If a line in the entries below includes "INTEGER", pick it out and copy it.

## Collected data
────────────────────

//! Apache Derby and its predecessor Cloudscape.
//!
//! Both name the indexes backing constraints `SQL` followed by digits.

use crate::error::Result;
use crate::registry::{SizeFormat, TypeRegistry};
use crate::types::JdbcType as J;

use super::{
    system_index_pattern, ColumnAlterSupport, Platform, PlatformInfo, TypeTables, PLAIN,
    PRECISION, SIZED,
};

const NAME: &str = "Derby";
const CLOUDSCAPE: &str = "Cloudscape";

const TYPES: &[(&str, u64)] = &[
    ("SMALLINT", 5),
    ("INTEGER", 10),
    ("BIGINT", 19),
    ("DECIMAL", 31),
    ("REAL", 0),
    ("DOUBLE", 0),
    ("CHAR", 254),
    ("VARCHAR", 32_672),
    ("LONG VARCHAR", 32_700),
    ("CLOB", 0),
    ("CHAR FOR BIT DATA", 254),
    ("VARCHAR FOR BIT DATA", 32_672),
    ("LONG VARCHAR FOR BIT DATA", 32_700),
    ("BLOB", 0),
    ("DATE", 0),
    ("TIME", 0),
    ("TIMESTAMP", 0),
    ("INTEGER GENERATED BY DEFAULT AS IDENTITY", 10),
    ("BIGINT GENERATED BY DEFAULT AS IDENTITY", 19),
];

const SCALES: &[(&str, u32, u32)] = &[("DECIMAL", 0, 31)];

const MAPPINGS: &[(J, &str, SizeFormat)] = &[
    (J::Char, "CHAR", SIZED),
    (J::Varchar, "VARCHAR", SIZED),
    (J::LongVarchar, "LONG VARCHAR", PLAIN),
    (J::Clob, "CLOB", PLAIN),
    (J::Numeric, "DECIMAL", PRECISION),
    (J::Decimal, "DECIMAL", PRECISION),
    (J::Bit, "SMALLINT", PLAIN),
    (J::Boolean, "SMALLINT", PLAIN),
    (J::TinyInt, "SMALLINT", PLAIN),
    (J::SmallInt, "SMALLINT", PLAIN),
    (J::Integer, "INTEGER", PLAIN),
    (J::BigInt, "BIGINT", PLAIN),
    (J::Real, "REAL", PLAIN),
    (J::Float, "DOUBLE", PLAIN),
    (J::Double, "DOUBLE", PLAIN),
    (J::Binary, "CHAR FOR BIT DATA", SIZED),
    (J::VarBinary, "VARCHAR FOR BIT DATA", SIZED),
    (J::LongVarBinary, "LONG VARCHAR FOR BIT DATA", PLAIN),
    (J::Blob, "BLOB", PLAIN),
    (J::Date, "DATE", PLAIN),
    (J::Time, "TIME", PLAIN),
    (J::Timestamp, "TIMESTAMP", PLAIN),
];

const AUTO_INCREMENT: &[(J, &str, SizeFormat)] = &[
    (J::Integer, "INTEGER GENERATED BY DEFAULT AS IDENTITY", PLAIN),
    (J::BigInt, "BIGINT GENERATED BY DEFAULT AS IDENTITY", PLAIN),
];

fn base_info(name: &str) -> PlatformInfo {
    let mut info = PlatformInfo::new(name);
    info.max_identifier_length = Some(128);
    info.column_alter = ColumnAlterSupport::WideningOnly;
    info.system_index_pattern = system_index_pattern(r"^SQL\d+$");
    for t in [J::Char, J::Varchar, J::Binary, J::VarBinary] {
        info.set_default_size(t, 254);
    }
    info
}

fn types() -> Result<TypeRegistry> {
    TypeTables {
        types: TYPES,
        scales: SCALES,
        mappings: MAPPINGS,
        auto_increment: AUTO_INCREMENT,
    }
    .build()
}

pub(super) fn platform() -> Result<Platform> {
    let mut info = base_info(NAME);
    info.database_operation_drivers = vec![
        "org.apache.derby.jdbc.EmbeddedDriver".into(),
        "org.apache.derby.jdbc.ClientDriver".into(),
    ];
    Ok(Platform::new(info, types()?))
}

pub(super) fn cloudscape() -> Result<Platform> {
    Ok(Platform::new(base_info(CLOUDSCAPE), types()?))
}

#[cfg(test)]
mod tests {
    use super::*;

    #[test]
    fn test_constraint_indexes_are_system_indexes() {
        for p in [platform().unwrap(), cloudscape().unwrap()] {
            assert!(p.info().is_system_index_name("SQL080222091212240"));
            assert!(!p.info().is_system_index_name("SQL_IDX_NAME"));
        }
        assert!(cloudscape()
            .unwrap()
            .ensure_database_operation("create", "org.apache.derby.jdbc.EmbeddedDriver")
            .is_err());
    }
}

────────────────────

## Output of the task
    ("INTEGER", 10),
    ("INTEGER GENERATED BY DEFAULT AS IDENTITY", 10),
    (J::Integer, "INTEGER", PLAIN),
    (J::Integer, "INTEGER GENERATED BY DEFAULT AS IDENTITY", PLAIN),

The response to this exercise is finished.